Stored data entries
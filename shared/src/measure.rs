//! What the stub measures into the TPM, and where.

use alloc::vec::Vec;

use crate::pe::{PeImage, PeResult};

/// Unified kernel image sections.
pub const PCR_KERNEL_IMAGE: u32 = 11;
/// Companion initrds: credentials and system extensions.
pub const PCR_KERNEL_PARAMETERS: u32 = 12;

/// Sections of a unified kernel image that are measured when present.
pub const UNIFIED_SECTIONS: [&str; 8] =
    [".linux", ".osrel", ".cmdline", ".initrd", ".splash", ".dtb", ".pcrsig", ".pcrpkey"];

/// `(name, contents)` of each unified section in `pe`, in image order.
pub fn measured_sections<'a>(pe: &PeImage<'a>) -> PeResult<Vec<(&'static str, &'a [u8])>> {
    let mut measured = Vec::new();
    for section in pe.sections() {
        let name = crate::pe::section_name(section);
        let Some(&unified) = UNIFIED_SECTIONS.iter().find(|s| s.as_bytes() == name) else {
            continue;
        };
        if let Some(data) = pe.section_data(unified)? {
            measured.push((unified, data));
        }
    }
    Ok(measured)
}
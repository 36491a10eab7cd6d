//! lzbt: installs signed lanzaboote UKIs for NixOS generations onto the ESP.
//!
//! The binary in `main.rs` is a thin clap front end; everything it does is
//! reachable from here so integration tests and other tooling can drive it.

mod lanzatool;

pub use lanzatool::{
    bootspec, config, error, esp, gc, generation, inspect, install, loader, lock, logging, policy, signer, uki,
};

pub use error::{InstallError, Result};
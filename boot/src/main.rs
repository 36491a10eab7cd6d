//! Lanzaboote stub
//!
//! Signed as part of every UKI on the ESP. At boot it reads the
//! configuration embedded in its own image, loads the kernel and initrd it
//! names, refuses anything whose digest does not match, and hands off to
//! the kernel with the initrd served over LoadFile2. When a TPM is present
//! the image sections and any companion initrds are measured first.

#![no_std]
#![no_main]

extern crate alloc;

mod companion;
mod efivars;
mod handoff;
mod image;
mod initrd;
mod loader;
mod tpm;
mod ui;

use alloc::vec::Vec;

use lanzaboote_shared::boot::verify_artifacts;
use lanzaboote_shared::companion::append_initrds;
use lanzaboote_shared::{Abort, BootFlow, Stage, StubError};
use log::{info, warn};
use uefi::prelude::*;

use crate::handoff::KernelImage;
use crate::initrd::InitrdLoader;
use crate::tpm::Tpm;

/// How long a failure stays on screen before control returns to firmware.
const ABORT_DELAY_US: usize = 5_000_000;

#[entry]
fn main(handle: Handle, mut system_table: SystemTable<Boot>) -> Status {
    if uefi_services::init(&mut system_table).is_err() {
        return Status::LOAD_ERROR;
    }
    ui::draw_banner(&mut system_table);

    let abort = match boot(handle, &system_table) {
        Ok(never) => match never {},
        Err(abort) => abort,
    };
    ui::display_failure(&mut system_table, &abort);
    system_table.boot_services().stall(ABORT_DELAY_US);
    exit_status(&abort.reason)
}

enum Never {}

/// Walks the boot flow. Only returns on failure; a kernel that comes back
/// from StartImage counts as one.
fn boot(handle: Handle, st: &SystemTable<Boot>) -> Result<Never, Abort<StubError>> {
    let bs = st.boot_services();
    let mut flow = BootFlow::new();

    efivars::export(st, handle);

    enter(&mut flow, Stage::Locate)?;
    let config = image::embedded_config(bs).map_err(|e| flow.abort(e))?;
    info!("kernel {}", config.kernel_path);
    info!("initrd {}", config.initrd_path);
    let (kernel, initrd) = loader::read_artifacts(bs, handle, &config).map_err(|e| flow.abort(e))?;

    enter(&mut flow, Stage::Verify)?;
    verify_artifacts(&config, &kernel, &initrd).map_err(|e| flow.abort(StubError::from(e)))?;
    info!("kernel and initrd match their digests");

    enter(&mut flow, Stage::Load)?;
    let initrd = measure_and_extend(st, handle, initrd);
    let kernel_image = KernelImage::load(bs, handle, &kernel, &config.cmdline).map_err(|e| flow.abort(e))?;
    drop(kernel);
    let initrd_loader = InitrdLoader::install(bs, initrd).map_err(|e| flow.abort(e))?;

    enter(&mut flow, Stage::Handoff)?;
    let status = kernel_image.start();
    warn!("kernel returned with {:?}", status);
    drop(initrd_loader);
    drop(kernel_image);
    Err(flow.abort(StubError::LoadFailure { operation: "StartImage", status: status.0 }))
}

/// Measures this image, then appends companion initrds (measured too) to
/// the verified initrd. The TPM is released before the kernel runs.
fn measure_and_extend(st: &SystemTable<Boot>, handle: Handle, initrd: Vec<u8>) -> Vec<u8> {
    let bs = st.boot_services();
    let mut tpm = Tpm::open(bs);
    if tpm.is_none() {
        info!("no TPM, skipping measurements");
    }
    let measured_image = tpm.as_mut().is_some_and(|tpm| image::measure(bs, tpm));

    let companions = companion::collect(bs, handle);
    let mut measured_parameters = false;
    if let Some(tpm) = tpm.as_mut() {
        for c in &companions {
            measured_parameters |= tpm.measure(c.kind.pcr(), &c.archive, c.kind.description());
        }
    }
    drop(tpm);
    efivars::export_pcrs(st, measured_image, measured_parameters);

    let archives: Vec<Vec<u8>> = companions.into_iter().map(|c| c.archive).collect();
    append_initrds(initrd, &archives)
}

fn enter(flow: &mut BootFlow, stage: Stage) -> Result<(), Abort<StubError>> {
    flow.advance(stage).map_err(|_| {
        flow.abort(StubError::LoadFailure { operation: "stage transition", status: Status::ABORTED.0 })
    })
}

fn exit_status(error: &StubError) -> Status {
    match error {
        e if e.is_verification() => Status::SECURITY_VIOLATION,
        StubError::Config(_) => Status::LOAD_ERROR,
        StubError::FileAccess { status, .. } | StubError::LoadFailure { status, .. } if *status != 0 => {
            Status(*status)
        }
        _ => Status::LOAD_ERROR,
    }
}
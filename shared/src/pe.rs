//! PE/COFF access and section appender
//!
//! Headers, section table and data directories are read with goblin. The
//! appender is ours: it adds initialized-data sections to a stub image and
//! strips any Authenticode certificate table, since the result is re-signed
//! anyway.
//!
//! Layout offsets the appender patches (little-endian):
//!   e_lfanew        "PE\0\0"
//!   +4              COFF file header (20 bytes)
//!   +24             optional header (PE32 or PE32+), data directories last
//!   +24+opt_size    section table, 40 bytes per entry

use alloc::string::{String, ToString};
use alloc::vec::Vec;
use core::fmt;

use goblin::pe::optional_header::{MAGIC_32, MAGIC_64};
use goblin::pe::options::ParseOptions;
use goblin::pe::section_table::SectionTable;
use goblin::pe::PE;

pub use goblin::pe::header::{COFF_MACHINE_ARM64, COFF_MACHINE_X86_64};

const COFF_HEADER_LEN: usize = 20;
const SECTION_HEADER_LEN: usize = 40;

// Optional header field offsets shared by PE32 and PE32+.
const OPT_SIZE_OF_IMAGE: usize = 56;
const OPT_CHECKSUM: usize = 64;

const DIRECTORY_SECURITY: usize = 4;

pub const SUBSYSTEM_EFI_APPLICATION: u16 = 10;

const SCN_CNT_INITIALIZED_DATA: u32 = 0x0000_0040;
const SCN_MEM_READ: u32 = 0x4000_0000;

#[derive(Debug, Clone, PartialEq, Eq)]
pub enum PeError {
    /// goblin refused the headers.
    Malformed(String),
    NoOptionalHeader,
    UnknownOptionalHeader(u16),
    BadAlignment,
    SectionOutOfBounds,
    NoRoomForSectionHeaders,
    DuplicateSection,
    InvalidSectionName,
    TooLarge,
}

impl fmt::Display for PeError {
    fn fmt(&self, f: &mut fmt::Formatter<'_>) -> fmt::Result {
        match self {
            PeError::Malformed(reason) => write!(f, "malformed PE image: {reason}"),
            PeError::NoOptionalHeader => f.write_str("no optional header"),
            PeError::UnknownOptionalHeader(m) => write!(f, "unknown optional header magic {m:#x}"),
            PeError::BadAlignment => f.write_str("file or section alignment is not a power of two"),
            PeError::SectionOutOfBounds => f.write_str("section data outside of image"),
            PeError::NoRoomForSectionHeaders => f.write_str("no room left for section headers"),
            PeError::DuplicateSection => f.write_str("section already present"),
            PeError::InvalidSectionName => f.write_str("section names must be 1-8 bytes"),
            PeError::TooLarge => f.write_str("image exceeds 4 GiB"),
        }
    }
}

### Problem description
Given the records above, restate word for word only the lines starting at the one with "let Some(&unified) = UNIFIED_SECTIONS.iter().find(|s|" and ending at the one with "everything it does is".

### Problem solution
        let Some(&unified) = UNIFIED_SECTIONS.iter().find(|s| s.as_bytes() == name) else {
            continue;
        };
        if let Some(data) = pe.section_data(unified)? {
            measured.push((unified, data));
        }
    }
    Ok(measured)
}
repository 36491a10eab7cd6d
//! lzbt: installs signed lanzaboote UKIs for NixOS generations onto the ESP.
//!
//! The binary in `main.rs` is a thin clap front end; everything it does is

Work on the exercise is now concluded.